--- WORKING DATA Enclosed Below ---
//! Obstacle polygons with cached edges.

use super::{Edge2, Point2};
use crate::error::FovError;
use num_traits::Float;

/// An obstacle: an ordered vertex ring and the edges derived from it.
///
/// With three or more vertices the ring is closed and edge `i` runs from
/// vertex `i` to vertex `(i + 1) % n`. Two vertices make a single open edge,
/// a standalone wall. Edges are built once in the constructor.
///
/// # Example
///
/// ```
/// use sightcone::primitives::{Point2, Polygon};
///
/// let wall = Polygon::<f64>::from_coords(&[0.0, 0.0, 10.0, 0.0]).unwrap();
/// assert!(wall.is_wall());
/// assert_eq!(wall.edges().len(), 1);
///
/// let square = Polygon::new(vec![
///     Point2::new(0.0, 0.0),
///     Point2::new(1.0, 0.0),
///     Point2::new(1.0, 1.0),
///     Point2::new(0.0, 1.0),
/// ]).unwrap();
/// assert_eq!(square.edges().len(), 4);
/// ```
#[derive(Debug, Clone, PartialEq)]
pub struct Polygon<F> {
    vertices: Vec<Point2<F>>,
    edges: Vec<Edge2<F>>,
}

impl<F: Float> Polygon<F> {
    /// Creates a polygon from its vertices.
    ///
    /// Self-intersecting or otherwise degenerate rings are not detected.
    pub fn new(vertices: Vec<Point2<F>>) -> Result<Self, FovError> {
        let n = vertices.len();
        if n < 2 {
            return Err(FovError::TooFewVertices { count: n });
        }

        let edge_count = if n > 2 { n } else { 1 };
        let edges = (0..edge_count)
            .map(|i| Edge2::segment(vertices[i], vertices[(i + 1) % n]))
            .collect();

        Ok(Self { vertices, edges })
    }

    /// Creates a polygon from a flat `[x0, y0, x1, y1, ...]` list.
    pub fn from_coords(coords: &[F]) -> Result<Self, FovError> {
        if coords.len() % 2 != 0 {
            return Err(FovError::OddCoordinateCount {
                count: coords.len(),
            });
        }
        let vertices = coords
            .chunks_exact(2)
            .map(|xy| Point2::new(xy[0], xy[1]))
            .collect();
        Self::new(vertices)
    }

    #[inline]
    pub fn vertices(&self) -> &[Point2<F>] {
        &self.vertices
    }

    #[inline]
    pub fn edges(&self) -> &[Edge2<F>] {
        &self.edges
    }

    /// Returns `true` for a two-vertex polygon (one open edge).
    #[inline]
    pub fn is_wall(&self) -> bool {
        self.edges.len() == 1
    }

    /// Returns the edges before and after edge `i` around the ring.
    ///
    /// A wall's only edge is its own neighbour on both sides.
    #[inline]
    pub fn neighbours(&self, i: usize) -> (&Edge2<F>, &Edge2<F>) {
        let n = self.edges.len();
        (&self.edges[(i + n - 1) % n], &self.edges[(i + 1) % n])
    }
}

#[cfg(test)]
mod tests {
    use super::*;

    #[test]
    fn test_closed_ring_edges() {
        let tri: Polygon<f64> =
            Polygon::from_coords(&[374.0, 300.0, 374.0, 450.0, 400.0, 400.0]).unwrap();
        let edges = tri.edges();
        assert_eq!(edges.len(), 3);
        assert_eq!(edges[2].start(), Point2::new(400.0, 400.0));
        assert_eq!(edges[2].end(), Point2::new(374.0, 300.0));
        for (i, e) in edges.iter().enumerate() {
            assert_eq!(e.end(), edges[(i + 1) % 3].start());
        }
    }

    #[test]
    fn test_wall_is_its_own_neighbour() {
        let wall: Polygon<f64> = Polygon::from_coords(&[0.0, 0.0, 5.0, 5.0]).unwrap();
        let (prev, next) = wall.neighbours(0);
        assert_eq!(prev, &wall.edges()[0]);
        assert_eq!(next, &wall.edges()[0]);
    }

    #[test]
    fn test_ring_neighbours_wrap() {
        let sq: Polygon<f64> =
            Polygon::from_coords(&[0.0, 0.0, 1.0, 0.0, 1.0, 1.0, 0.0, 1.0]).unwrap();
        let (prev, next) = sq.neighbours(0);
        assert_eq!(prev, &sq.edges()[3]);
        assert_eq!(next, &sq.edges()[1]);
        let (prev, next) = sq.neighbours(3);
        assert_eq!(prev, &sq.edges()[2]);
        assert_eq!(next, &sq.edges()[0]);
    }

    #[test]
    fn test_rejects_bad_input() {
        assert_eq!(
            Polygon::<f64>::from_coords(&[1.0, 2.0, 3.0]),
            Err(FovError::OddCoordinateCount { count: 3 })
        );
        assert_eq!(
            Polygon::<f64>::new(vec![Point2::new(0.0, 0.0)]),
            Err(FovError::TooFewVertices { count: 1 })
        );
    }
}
--- End of Enclosed WORKING DATA ---
--- WORKING DATA Enclosed Below ---
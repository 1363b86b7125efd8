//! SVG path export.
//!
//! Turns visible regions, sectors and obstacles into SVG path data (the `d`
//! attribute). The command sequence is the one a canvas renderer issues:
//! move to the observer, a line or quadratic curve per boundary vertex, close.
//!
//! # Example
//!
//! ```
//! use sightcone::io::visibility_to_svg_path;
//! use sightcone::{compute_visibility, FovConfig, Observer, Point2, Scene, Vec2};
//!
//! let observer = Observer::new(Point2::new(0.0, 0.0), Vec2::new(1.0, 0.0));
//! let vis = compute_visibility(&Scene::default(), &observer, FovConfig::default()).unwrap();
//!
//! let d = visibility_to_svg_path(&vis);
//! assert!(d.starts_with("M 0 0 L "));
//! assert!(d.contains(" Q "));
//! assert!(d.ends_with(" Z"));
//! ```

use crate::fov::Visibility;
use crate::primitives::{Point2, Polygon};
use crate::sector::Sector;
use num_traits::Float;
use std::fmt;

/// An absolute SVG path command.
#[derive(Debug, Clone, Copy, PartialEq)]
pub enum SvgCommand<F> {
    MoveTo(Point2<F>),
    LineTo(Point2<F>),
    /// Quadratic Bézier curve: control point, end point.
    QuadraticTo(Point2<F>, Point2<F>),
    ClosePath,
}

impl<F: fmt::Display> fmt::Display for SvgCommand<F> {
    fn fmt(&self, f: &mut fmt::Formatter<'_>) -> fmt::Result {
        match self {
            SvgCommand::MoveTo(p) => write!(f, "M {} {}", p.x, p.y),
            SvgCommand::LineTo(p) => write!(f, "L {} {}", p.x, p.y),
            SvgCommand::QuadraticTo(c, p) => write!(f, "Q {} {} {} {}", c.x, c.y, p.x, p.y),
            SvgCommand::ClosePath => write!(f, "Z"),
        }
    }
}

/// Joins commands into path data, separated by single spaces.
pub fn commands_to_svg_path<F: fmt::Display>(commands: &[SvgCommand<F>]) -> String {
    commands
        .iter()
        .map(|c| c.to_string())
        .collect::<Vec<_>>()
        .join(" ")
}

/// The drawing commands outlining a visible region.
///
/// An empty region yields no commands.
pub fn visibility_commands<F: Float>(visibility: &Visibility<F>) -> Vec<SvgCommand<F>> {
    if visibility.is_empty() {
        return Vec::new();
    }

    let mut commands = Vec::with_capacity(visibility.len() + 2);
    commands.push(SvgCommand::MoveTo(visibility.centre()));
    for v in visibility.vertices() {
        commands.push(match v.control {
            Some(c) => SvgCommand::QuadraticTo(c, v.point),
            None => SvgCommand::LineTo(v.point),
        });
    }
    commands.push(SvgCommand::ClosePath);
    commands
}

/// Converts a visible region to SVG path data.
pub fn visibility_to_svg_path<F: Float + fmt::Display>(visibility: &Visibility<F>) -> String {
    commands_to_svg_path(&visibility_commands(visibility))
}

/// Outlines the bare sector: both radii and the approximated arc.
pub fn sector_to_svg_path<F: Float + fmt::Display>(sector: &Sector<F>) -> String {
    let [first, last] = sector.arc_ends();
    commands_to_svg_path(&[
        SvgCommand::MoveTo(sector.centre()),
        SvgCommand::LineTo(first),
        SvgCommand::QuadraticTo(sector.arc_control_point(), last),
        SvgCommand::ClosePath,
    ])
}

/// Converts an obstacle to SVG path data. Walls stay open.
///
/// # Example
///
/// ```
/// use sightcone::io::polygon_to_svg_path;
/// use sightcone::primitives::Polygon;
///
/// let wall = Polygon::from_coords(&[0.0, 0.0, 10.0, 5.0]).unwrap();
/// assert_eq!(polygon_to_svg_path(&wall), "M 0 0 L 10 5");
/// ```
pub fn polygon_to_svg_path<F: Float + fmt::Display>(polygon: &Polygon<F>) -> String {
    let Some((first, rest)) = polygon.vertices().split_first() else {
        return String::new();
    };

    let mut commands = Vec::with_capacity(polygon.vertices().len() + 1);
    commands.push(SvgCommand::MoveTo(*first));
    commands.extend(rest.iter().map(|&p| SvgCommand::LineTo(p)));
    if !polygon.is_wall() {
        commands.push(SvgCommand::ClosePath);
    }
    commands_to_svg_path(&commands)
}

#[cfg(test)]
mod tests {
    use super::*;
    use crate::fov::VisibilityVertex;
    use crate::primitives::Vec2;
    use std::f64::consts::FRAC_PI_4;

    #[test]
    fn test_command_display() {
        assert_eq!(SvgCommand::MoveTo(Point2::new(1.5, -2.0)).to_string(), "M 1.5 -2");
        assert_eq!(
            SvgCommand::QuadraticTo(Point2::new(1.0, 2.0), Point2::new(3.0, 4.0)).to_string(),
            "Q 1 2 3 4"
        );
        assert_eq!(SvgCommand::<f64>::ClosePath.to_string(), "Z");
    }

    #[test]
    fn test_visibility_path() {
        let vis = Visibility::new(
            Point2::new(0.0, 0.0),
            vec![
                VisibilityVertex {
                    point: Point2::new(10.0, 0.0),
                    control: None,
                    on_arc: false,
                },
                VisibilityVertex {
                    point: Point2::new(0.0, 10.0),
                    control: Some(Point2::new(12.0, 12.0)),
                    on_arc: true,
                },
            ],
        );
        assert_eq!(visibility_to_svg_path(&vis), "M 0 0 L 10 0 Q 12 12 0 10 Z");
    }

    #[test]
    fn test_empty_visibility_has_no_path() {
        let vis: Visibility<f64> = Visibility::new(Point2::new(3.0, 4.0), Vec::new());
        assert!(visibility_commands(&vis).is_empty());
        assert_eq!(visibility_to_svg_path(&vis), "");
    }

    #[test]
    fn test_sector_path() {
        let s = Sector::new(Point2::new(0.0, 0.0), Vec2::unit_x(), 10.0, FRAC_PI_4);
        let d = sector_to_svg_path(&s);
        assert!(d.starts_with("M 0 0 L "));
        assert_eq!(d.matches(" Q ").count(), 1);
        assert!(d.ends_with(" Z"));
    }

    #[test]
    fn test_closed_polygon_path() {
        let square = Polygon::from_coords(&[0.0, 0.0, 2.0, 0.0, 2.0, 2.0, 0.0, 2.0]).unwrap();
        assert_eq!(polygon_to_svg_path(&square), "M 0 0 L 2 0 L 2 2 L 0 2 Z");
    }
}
--- End of Enclosed WORKING DATA ---
# YOUR TASK
All lines in the listing above between the line with "SvgCommand::QuadraticTo(c, p) =>" and the line with "pub fn visibility_to_svg_path<F: Float", inclusive, should be set down exactly, and no line outside that range.

# FINAL ANSWER
            SvgCommand::QuadraticTo(c, p) => write!(f, "Q {} {} {} {}", c.x, c.y, p.x, p.y),
            SvgCommand::ClosePath => write!(f, "Z"),
        }
    }
}

/// Joins commands into path data, separated by single spaces.
pub fn commands_to_svg_path<F: fmt::Display>(commands: &[SvgCommand<F>]) -> String {
    commands
        .iter()
        .map(|c| c.to_string())
        .collect::<Vec<_>>()
        .join(" ")
}

/// The drawing commands outlining a visible region.
///
/// An empty region yields no commands.
pub fn visibility_commands<F: Float>(visibility: &Visibility<F>) -> Vec<SvgCommand<F>> {
    if visibility.is_empty() {
        return Vec::new();
    }

    let mut commands = Vec::with_capacity(visibility.len() + 2);
    commands.push(SvgCommand::MoveTo(visibility.centre()));
    for v in visibility.vertices() {
        commands.push(match v.control {
            Some(c) => SvgCommand::QuadraticTo(c, v.point),
            None => SvgCommand::LineTo(v.point),
        });
    }
    commands.push(SvgCommand::ClosePath);
    commands
}

/// Converts a visible region to SVG path data.
pub fn visibility_to_svg_path<F: Float + fmt::Display>(visibility: &Visibility<F>) -> String {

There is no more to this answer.